Virtually all local government jurisdictions in the United States follow a development code when evaluating a proposed development application (Houston, Texas is a notable exception, along with rural townships dominated by traditional agricultural uses). Rather than follow the dictates of their respective development codes, however, a growing number of jurisdictions compel that some types of land use applications follow a planned development approach, backed up by a development contract.
This planned development approach may offer helpful flexibility to the project applicant. It can also be a time-consuming and expensive process that yields no better outcome than would be realized by traditional zoning and subdivision regulations. Moreover, many of these jurisdictions use the development contract to extract concessions from the applicant that would not otherwise be permissible under a straightforward application of their rules.
I often see development contracts used to compel dedication of oversized rights-of-way, payment of questionable fees and even to impose conditions unrelated to the actual project being proposed. Inasmuch as the development contract typically is provided to the applicant toward the end of the review process, the applicant is left with little time to review or seek the advice of counsel and often has no choice but to accept the document as-is or risk losing their project. This, of course, is exactly the outcome that these jurisdictions expect. I often get calls from clients who are upset about the process cities use with development contracts. Unfortunately, once the contract is signed and recorded, it is too late to do anything to remedy it.

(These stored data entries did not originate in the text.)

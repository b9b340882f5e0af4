// CryptoHash - SHA1 hash wrapper

use digest::Digest;

/// Incremental SHA1 helper used by the SRP6 proofs and the world-side
/// session digest.
#[derive(Clone)]
pub struct Sha1Hash {
    hasher: sha1::Sha1,
    digest: [u8; 20],
}

impl Default for Sha1Hash {
    fn default() -> Self {
        Self::new()
    }
}

impl Sha1Hash {
    pub const DIGEST_LENGTH: usize = 20;

    pub fn new() -> Self {
        Sha1Hash {
            hasher: sha1::Sha1::new(),
            digest: [0u8; 20],
        }
    }

    /// Re-initialize the hasher
    pub fn initialize(&mut self) {
        self.hasher = sha1::Sha1::new();
    }

    /// Update with raw bytes
    pub fn update_bytes(&mut self, data: &[u8]) {
        self.hasher.update(data);
    }

    /// Update with a string
    pub fn update_str(&mut self, data: &str) {
        self.hasher.update(data.as_bytes());
    }

    /// Update with a little-endian u32 (seed values in the session digest)
    pub fn update_u32(&mut self, val: u32) {
        self.hasher.update(val.to_le_bytes());
    }

    /// Finalize the hash computation
    pub fn finalize(&mut self) {
        let result = self.hasher.clone().finalize();
        self.digest.copy_from_slice(&result);
    }

    /// Get the computed digest
    pub fn digest(&self) -> &[u8; 20] {
        &self.digest
    }
}

/// Compute SHA1 in one shot
pub fn sha1(data: &[u8]) -> [u8; 20] {
    let mut out = [0u8; 20];
    out.copy_from_slice(&sha1::Sha1::digest(data));
    out
}

#[cfg(test)]
mod tests {
    use super::*;

    #[test]
    fn test_sha1_basic() {
        // SHA1("test") = a94a8fe5ccb19ba61c4c0873d391e987982fbbd3
        let digest = sha1(b"test");
        assert_eq!(digest[0], 0xa9);
        assert_eq!(digest[1], 0x4a);
        assert_eq!(digest[19], 0xd3);
    }

    #[test]
    fn test_incremental_matches_oneshot() {
        let mut sha = Sha1Hash::new();
        sha.update_str("te");
        sha.update_bytes(b"st");
        sha.finalize();
        assert_eq!(sha.digest(), &sha1(b"test"));
    }
}
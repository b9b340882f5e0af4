// BigNumber - Large integer arithmetic wrapper using num-bigint
//
// The wire protocol transfers big integers in little-endian byte order.
// `from_le_bytes` / `to_le_bytes` carry that convention so the SRP6 code
// never touches a big-endian representation.

use num_bigint::BigUint;
use num_traits::Zero;
use rand::RngCore;

#[derive(Debug, Clone, PartialEq, Eq)]
pub struct BigNumber {
    bn: BigUint,
}

impl Default for BigNumber {
    fn default() -> Self {
        Self::new()
    }
}

impl BigNumber {
    /// Create a new BigNumber initialized to zero
    pub fn new() -> Self {
        BigNumber { bn: BigUint::zero() }
    }

    /// Create from a u32 value
    pub fn from_u32(val: u32) -> Self {
        BigNumber { bn: BigUint::from(val) }
    }

    /// Create from binary data in little-endian order
    pub fn from_le_bytes(bytes: &[u8]) -> Self {
        BigNumber {
            bn: BigUint::from_bytes_le(bytes),
        }
    }

    /// Create from `num_bytes` fresh random bytes (little-endian)
    pub fn random(num_bytes: usize) -> Self {
        let mut buf = vec![0u8; num_bytes];
        rand::thread_rng().fill_bytes(&mut buf);
        Self::from_le_bytes(&buf)
    }

    /// Check if the number is zero
    pub fn is_zero(&self) -> bool {
        self.bn.is_zero()
    }

    /// Modular exponentiation: self^exp mod modulus
    pub fn mod_exp(&self, exp: &BigNumber, modulus: &BigNumber) -> BigNumber {
        BigNumber {
            bn: self.bn.modpow(&exp.bn, &modulus.bn),
        }
    }

    /// Get the number of bytes needed to represent this number
    pub fn num_bytes(&self) -> usize {
        (self.bn.bits() as usize).div_ceil(8)
    }

    /// Get as a u32 value (truncating)
    pub fn as_u32(&self) -> u32 {
        use num_traits::ToPrimitive;
        self.bn.to_u32().unwrap_or(0)
    }

    /// Convert to a little-endian byte array, zero-padded to at least
    /// `min_size` bytes. The protocol sends N, B, v and S as fixed-width
    /// 32-byte values regardless of leading zeros.
    pub fn to_le_bytes(&self, min_size: usize) -> Vec<u8> {
        let mut bytes = self.bn.to_bytes_le();
        if bytes.len() < min_size {
            bytes.resize(min_size, 0);
        }
        bytes
    }
}

// Arithmetic operator implementations

impl std::ops::Add for &BigNumber {
    type Output = BigNumber;
    fn add(self, rhs: &BigNumber) -> BigNumber {
        BigNumber {
            bn: &self.bn + &rhs.bn,
        }
    }
}

impl std::ops::Sub for &BigNumber {
    type Output = BigNumber;
    fn sub(self, rhs: &BigNumber) -> BigNumber {
        BigNumber {
            bn: if self.bn >= rhs.bn {
                &self.bn - &rhs.bn
            } else {
                BigUint::zero()
            },
        }
    }
}

impl std::ops::Mul for &BigNumber {
    type Output = BigNumber;
    fn mul(self, rhs: &BigNumber) -> BigNumber {
        BigNumber {
            bn: &self.bn * &rhs.bn,
        }
    }
}

impl std::ops::Mul<u32> for &BigNumber {
    type Output = BigNumber;
    fn mul(self, rhs: u32) -> BigNumber {
        BigNumber {
            bn: &self.bn * BigUint::from(rhs),
        }
    }
}

impl std::ops::Rem for &BigNumber {
    type Output = BigNumber;
    fn rem(self, rhs: &BigNumber) -> BigNumber {
        BigNumber {
            bn: &self.bn % &rhs.bn,
        }
    }
}

#[cfg(test)]
mod tests {
    use super::*;

    #[test]
    fn test_basic_arithmetic() {
        let a = BigNumber::from_u32(10);
        let b = BigNumber::from_u32(5);
        let sum = &a + &b;
        assert_eq!(sum.as_u32(), 15);
    }

    #[test]
    fn test_le_roundtrip() {
        let bn = BigNumber::from_le_bytes(&[0x04, 0x03, 0x02, 0x01]);
        assert_eq!(bn.as_u32(), 0x01020304);
        assert_eq!(bn.to_le_bytes(4), vec![0x04, 0x03, 0x02, 0x01]);
    }

    #[test]
    fn test_le_padding() {
        let bn = BigNumber::from_u32(0x0102);
        // Leading zeros in big-endian become trailing zeros in little-endian
        assert_eq!(bn.to_le_bytes(4), vec![0x02, 0x01, 0x00, 0x00]);
    }

    #[test]
    fn test_mod_exp() {
        let base = BigNumber::from_u32(4);
        let exp = BigNumber::from_u32(13);
        let modulus = BigNumber::from_u32(497);
        let result = base.mod_exp(&exp, &modulus);
        assert_eq!(result.as_u32(), 445);
    }

    #[test]
    fn test_random_size() {
        let bn = BigNumber::random(19);
        assert!(bn.num_bytes() <= 19);
    }
}
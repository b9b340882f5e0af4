// Game time packing for SMSG_LOGIN_SETTIMESPEED

use chrono::{Datelike, Local, Timelike};

/// Game speed: one game minute per real second
pub const GAME_SPEED: f32 = 0.016_666_67;

/// Pack a timestamp into the client's bitfield:
/// minutes | hours<<6 | weekday<<11 | (day-1)<<14 | month<<20 | (year-2000)<<24
pub fn packed_game_time(time: &impl GameTimeFields) -> u32 {
    time.minute()
        | (time.hour() << 6)
        | (time.weekday_from_sunday() << 11)
        | ((time.day() - 1) << 14)
        | (time.month0() << 20)
        | ((time.year() - 2000) << 24)
}

/// Current local time in packed form
pub fn packed_now() -> u32 {
    packed_game_time(&Local::now())
}

/// Calendar fields needed by the packing; implemented for chrono types
/// so tests can feed fixed dates.
pub trait GameTimeFields {
    fn minute(&self) -> u32;
    fn hour(&self) -> u32;
    fn weekday_from_sunday(&self) -> u32;
    fn day(&self) -> u32;
    fn month0(&self) -> u32;
    fn year(&self) -> u32;
}

impl<T: Datelike + Timelike> GameTimeFields for T {
    fn minute(&self) -> u32 {
        Timelike::minute(self)
    }

    fn hour(&self) -> u32 {
        Timelike::hour(self)
    }

    fn weekday_from_sunday(&self) -> u32 {
        self.weekday().num_days_from_sunday()
    }

    fn day(&self) -> u32 {
        Datelike::day(self)
    }

    fn month0(&self) -> u32 {
        Datelike::month0(self)
    }

    fn year(&self) -> u32 {
        Datelike::year(self) as u32
    }
}

#[cfg(test)]
mod tests {
    use super::*;
    use chrono::NaiveDate;

    #[test]
    fn test_packing_layout() {
        // 2000-01-01 was a Saturday (weekday 6 counting from Sunday)
        let time = NaiveDate::from_ymd_opt(2000, 1, 1)
            .unwrap()
            .and_hms_opt(1, 2, 0)
            .unwrap();

        let packed = packed_game_time(&time);
        assert_eq!(packed, 2 | (1 << 6) | (6 << 11));
    }

    #[test]
    fn test_packing_fields() {
        // 2026-08-01, 23:59, a Saturday
        let time = NaiveDate::from_ymd_opt(2026, 8, 1)
            .unwrap()
            .and_hms_opt(23, 59, 0)
            .unwrap();

        let packed = packed_game_time(&time);
        assert_eq!(packed & 0x3F, 59); // minutes
        assert_eq!((packed >> 6) & 0x1F, 23); // hours
        assert_eq!((packed >> 11) & 0x7, 6); // weekday
        assert_eq!((packed >> 14) & 0x3F, 0); // day - 1
        assert_eq!((packed >> 20) & 0xF, 7); // month (0-based)
        assert_eq!(packed >> 24, 26); // year - 2000
    }
}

I strongly encourage my clients to seek a clear understanding at the earliest opportunity of the anticipated conditions of approval likely to be recommended by the planning staff, including the terms of any development contract and any extraneous fees or other impacts. Some cities cooperate and some don’t. The unfortunate outcome of this approach by cities is to generate more distrust and animosity from project proponents, who otherwise are held to very strict standards as a condition of project approval. That’s fine when the conditions are known in advance and the applicant can make an informed decision about whether to pursue a project or to abandon it as too expensive or burdensome. But to use the planned development process, coupled with a development contract to trap the unwary is simply unfair.